··· Exercise input
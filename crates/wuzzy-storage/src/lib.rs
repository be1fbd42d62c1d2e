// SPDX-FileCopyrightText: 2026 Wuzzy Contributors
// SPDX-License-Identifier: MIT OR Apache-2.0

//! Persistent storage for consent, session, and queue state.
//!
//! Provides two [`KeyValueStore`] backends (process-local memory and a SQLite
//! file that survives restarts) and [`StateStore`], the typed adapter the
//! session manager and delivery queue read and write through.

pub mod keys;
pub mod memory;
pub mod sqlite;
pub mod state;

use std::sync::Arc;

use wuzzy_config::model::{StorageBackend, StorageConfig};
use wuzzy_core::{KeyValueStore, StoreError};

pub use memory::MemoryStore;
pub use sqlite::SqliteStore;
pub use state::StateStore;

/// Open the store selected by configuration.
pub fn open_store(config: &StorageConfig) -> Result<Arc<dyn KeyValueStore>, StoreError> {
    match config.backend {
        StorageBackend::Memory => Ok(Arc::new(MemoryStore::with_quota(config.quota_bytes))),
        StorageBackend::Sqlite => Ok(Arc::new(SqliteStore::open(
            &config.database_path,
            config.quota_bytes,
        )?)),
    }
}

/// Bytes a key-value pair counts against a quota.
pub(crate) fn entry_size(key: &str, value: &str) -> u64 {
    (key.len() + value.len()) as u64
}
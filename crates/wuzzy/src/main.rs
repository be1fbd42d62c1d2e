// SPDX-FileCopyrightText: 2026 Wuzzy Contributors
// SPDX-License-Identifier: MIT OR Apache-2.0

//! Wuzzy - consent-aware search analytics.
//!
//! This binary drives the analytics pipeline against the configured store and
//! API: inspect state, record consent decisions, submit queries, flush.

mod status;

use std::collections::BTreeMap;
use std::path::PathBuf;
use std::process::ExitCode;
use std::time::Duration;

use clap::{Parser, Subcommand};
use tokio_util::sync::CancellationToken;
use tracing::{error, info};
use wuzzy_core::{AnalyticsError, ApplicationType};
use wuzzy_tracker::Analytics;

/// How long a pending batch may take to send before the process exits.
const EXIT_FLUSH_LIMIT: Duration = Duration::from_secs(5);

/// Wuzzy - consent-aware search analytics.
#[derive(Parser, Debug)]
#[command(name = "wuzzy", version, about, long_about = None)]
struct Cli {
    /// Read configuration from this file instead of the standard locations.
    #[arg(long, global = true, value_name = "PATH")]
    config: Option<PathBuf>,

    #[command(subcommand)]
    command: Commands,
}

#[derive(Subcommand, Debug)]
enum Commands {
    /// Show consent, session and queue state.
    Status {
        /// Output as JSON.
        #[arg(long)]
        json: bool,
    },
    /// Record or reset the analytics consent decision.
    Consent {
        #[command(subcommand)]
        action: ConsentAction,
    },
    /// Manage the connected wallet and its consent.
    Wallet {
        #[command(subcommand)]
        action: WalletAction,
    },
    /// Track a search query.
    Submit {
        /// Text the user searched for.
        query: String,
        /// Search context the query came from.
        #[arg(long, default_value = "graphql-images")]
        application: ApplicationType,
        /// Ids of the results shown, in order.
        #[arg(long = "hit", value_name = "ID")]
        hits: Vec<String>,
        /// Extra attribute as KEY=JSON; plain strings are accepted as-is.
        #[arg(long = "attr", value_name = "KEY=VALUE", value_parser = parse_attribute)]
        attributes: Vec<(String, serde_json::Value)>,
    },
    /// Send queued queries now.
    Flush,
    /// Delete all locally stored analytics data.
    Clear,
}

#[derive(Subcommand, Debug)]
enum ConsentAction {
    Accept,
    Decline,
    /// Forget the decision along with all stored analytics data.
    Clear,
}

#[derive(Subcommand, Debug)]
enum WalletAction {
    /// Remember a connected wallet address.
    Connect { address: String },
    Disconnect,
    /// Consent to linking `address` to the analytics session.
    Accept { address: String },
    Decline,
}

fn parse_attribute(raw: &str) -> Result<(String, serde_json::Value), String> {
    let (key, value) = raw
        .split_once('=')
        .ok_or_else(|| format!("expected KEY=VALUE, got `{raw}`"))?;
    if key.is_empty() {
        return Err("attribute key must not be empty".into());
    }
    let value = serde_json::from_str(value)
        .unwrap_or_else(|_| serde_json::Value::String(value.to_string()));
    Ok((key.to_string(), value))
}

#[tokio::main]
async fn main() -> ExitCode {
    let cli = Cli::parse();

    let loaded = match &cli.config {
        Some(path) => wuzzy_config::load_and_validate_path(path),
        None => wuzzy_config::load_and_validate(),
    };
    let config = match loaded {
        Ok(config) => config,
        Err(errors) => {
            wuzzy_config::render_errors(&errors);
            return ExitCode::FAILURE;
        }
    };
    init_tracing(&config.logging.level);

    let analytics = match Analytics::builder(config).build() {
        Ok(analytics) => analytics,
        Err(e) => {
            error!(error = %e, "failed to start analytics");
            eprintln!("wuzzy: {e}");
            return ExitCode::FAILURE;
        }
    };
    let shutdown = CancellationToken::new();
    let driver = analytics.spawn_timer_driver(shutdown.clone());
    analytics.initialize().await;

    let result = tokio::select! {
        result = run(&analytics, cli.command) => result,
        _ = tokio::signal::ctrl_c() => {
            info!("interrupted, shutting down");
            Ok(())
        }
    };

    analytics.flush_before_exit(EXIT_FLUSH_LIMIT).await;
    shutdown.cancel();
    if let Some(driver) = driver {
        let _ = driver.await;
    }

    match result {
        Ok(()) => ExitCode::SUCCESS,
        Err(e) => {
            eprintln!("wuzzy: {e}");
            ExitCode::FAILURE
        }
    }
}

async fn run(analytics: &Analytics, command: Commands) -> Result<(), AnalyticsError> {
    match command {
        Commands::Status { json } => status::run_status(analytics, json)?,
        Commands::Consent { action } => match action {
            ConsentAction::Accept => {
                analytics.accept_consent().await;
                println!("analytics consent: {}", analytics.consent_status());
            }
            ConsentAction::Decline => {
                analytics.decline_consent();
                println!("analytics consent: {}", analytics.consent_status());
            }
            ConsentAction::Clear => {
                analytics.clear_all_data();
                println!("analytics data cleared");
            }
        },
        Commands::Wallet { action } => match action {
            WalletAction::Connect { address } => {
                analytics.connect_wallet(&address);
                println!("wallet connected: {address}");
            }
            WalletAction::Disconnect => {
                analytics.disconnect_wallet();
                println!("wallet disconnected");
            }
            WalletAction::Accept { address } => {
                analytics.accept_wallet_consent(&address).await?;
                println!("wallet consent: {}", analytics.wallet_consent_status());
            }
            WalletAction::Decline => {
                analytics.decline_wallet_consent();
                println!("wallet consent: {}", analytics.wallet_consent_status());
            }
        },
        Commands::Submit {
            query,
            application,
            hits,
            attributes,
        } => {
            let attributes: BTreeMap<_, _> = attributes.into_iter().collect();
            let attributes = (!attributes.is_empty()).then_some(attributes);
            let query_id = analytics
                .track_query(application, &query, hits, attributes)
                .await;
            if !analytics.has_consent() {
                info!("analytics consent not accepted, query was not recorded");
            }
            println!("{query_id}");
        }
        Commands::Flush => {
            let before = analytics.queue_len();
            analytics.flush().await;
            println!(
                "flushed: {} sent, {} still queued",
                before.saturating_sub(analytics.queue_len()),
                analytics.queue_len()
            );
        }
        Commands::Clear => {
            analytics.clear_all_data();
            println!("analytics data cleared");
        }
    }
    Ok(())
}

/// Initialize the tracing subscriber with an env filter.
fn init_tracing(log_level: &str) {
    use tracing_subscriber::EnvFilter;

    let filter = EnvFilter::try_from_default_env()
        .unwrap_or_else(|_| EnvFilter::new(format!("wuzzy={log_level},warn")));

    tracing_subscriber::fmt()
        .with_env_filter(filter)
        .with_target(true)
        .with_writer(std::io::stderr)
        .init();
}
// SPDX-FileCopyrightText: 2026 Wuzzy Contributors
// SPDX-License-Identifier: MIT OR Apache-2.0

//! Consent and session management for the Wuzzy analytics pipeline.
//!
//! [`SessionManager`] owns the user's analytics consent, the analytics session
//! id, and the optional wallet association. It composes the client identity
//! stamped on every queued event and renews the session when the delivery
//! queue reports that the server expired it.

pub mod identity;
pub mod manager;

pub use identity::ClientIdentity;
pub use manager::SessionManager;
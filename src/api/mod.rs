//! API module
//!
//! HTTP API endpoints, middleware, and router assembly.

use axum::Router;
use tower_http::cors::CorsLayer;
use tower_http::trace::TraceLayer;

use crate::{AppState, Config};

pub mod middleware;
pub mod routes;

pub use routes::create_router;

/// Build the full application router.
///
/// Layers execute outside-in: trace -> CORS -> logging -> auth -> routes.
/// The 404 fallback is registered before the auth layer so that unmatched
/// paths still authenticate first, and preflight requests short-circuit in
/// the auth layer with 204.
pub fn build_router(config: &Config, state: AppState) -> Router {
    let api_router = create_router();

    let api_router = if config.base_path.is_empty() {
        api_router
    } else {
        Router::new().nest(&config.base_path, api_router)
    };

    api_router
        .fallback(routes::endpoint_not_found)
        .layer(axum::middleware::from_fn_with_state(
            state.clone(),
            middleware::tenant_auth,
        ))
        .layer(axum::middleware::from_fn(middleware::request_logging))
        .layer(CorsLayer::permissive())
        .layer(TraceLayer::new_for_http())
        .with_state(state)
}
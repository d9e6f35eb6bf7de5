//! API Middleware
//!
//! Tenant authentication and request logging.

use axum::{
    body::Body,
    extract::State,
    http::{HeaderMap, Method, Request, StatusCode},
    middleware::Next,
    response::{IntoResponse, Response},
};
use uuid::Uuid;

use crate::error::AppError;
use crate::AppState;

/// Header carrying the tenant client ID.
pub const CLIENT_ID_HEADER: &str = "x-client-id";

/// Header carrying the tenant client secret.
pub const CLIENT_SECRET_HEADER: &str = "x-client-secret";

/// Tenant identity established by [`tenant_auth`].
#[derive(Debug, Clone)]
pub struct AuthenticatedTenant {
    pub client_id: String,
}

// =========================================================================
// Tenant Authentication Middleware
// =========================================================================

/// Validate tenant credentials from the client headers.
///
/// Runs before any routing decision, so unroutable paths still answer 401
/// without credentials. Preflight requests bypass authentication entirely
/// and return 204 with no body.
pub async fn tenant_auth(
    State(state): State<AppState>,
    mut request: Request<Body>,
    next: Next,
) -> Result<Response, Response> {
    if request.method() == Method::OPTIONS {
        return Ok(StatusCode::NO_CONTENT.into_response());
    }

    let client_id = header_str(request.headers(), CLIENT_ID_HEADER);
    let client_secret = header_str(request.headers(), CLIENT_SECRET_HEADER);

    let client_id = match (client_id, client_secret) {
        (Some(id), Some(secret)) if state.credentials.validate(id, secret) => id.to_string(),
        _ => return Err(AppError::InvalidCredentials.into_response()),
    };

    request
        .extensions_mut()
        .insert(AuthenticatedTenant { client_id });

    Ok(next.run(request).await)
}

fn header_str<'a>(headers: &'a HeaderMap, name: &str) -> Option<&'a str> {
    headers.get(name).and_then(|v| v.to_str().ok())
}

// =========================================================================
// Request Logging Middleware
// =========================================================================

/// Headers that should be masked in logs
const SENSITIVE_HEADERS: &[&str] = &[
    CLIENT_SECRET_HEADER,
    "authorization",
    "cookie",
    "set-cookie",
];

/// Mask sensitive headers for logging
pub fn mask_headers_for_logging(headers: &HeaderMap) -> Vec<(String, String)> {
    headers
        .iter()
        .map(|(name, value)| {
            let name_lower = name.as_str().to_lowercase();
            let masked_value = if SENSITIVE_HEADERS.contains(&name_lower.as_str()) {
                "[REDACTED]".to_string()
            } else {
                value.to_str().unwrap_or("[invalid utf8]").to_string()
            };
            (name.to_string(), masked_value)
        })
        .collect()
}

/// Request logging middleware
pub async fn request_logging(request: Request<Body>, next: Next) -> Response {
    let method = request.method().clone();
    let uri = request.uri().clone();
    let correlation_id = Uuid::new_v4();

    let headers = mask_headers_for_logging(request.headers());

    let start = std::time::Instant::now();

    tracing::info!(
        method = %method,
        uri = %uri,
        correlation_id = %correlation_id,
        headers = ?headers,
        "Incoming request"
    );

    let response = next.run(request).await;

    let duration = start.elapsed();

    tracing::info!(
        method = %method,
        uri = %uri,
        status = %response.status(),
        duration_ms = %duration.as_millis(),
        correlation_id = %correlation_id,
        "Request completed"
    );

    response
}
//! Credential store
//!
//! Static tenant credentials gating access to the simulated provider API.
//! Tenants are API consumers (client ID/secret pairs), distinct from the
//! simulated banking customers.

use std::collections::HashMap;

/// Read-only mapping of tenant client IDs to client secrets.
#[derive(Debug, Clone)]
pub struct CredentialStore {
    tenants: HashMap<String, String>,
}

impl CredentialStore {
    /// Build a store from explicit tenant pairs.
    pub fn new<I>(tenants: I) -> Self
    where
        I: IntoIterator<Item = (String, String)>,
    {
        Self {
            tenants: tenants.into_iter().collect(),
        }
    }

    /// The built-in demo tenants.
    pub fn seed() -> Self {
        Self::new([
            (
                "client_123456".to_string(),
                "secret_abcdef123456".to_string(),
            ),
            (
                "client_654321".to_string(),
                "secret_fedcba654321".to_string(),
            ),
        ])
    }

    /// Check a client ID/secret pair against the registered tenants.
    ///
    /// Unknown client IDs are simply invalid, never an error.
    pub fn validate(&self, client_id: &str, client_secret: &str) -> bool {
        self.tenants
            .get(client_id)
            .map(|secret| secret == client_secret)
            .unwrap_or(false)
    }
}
······
··· Exercise input
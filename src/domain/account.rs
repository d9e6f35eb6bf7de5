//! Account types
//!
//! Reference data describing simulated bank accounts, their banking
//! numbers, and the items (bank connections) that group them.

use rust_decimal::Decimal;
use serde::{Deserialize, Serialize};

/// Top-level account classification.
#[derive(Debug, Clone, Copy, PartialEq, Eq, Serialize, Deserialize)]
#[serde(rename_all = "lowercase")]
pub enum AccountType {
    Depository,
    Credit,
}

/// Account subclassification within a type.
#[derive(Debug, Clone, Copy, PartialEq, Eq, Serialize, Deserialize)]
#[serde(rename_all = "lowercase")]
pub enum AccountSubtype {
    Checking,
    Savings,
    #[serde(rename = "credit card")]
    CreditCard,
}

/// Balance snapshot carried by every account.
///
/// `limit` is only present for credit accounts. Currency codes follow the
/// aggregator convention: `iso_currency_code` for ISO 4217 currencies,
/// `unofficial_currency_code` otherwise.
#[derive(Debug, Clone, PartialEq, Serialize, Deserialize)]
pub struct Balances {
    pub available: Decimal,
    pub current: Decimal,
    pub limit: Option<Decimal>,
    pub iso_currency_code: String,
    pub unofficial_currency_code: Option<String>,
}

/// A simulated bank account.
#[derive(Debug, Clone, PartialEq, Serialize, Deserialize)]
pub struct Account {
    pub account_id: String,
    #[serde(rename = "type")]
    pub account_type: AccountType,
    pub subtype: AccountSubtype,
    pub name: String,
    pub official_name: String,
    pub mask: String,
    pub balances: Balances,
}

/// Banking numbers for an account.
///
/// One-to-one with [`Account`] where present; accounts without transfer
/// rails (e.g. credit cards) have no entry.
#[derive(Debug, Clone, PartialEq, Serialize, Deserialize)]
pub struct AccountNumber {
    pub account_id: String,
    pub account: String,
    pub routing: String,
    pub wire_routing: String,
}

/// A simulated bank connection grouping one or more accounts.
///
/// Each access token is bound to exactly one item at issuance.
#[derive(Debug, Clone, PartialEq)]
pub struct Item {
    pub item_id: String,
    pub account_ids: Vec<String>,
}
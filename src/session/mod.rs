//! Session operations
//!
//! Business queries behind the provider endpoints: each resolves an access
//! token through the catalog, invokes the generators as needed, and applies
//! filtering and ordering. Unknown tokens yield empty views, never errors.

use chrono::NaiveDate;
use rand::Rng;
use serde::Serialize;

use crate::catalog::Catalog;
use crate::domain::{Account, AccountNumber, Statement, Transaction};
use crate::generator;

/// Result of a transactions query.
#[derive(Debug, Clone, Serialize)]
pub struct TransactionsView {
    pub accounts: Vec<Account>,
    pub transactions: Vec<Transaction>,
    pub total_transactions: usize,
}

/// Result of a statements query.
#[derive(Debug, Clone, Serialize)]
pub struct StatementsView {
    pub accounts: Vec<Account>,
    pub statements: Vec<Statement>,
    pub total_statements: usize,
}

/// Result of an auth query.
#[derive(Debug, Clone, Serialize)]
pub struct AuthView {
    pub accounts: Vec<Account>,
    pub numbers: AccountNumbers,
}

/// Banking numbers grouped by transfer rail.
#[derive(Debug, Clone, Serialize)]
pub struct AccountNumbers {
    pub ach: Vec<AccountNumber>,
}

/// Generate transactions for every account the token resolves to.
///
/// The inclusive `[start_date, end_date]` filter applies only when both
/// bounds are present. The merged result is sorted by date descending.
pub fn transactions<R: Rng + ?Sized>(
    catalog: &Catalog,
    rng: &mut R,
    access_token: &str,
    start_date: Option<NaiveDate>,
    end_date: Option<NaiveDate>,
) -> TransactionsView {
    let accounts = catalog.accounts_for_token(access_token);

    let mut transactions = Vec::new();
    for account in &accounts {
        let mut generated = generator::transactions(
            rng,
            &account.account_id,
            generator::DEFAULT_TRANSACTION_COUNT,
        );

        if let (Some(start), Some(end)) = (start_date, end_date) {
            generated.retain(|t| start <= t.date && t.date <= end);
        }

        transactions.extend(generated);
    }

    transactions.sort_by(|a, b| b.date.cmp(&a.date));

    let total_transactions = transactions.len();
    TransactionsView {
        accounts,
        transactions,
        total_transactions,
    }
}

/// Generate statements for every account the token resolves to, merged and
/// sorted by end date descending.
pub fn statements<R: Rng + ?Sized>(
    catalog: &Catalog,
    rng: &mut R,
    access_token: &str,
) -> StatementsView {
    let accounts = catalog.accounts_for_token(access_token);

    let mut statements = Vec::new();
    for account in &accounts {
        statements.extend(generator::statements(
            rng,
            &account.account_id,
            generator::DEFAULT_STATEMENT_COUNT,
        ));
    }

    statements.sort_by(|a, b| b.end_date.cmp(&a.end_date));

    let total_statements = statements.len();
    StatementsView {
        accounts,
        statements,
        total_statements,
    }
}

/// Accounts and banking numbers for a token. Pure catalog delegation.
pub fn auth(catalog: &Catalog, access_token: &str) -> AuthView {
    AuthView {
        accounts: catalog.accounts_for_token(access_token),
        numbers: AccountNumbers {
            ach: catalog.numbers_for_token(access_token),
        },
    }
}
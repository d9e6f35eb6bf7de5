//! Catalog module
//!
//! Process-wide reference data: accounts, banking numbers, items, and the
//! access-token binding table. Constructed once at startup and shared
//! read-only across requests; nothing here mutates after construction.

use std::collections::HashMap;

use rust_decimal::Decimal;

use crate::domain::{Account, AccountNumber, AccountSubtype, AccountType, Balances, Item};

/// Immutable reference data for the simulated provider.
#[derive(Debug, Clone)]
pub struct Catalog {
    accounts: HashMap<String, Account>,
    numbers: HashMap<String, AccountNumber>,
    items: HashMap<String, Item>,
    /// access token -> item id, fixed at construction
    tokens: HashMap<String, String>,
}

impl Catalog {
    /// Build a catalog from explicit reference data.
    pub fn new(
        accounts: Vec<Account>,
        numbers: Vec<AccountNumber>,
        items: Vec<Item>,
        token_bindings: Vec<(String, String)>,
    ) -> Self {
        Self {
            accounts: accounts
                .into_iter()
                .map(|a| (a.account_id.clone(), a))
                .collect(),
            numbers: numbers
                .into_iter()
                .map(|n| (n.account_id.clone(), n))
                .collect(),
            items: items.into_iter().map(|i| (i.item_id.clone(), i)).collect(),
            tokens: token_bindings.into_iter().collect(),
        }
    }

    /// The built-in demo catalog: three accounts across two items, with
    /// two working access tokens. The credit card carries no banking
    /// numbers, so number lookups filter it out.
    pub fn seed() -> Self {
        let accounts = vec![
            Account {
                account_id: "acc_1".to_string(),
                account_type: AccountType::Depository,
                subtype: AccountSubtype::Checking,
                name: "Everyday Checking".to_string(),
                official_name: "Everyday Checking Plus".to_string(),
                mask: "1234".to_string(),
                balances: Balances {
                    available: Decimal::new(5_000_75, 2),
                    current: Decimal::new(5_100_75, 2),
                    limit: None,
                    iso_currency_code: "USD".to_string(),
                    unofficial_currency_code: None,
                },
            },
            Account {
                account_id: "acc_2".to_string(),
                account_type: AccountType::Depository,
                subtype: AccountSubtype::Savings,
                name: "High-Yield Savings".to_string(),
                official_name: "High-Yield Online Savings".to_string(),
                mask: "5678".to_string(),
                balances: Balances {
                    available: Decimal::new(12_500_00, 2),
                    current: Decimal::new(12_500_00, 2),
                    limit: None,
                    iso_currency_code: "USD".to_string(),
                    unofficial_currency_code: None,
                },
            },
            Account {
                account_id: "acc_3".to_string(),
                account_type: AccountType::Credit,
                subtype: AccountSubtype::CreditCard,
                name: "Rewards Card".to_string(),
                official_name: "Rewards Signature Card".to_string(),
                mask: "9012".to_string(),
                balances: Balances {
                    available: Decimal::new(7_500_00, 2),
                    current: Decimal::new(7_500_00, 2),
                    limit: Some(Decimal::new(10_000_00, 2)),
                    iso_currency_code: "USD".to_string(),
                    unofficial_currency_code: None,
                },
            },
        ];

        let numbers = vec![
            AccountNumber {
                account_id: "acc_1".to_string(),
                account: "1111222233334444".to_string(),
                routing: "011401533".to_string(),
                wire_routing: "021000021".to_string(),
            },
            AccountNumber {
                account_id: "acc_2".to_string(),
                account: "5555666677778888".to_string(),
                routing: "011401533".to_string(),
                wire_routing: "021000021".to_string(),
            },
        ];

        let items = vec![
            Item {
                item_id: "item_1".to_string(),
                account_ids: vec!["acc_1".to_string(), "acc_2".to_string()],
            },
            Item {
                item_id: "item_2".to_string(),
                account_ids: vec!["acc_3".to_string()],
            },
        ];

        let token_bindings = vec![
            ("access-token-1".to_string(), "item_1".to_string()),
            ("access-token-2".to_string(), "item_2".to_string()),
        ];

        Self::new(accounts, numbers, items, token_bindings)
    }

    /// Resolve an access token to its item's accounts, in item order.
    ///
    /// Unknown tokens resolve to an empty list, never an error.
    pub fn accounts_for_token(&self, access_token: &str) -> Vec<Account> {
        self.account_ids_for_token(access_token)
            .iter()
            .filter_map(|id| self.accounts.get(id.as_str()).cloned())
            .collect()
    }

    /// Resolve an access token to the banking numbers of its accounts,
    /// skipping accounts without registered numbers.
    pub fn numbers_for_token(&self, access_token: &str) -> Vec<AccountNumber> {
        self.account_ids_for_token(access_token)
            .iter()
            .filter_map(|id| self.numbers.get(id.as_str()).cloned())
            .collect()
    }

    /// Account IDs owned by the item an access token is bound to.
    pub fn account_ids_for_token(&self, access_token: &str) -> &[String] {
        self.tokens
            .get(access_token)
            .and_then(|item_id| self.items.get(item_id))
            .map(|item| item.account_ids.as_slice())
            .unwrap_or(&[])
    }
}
······
● **Task objective**
Within the material above, transcribe exactly the lines that run from the line holding "filename crates/wuzzy-storage/src/lib.rs" through the line holding "and a SQLite".

● **Solution**
filename crates/wuzzy-storage/src/lib.rs
repository be1fbd42d62c1d2e
// SPDX-FileCopyrightText: 2026 Wuzzy Contributors
// SPDX-License-Identifier: MIT OR Apache-2.0

//! Persistent storage for consent, session, and queue state.
//!
//! Provides two [`KeyValueStore`] backends (process-local memory and a SQLite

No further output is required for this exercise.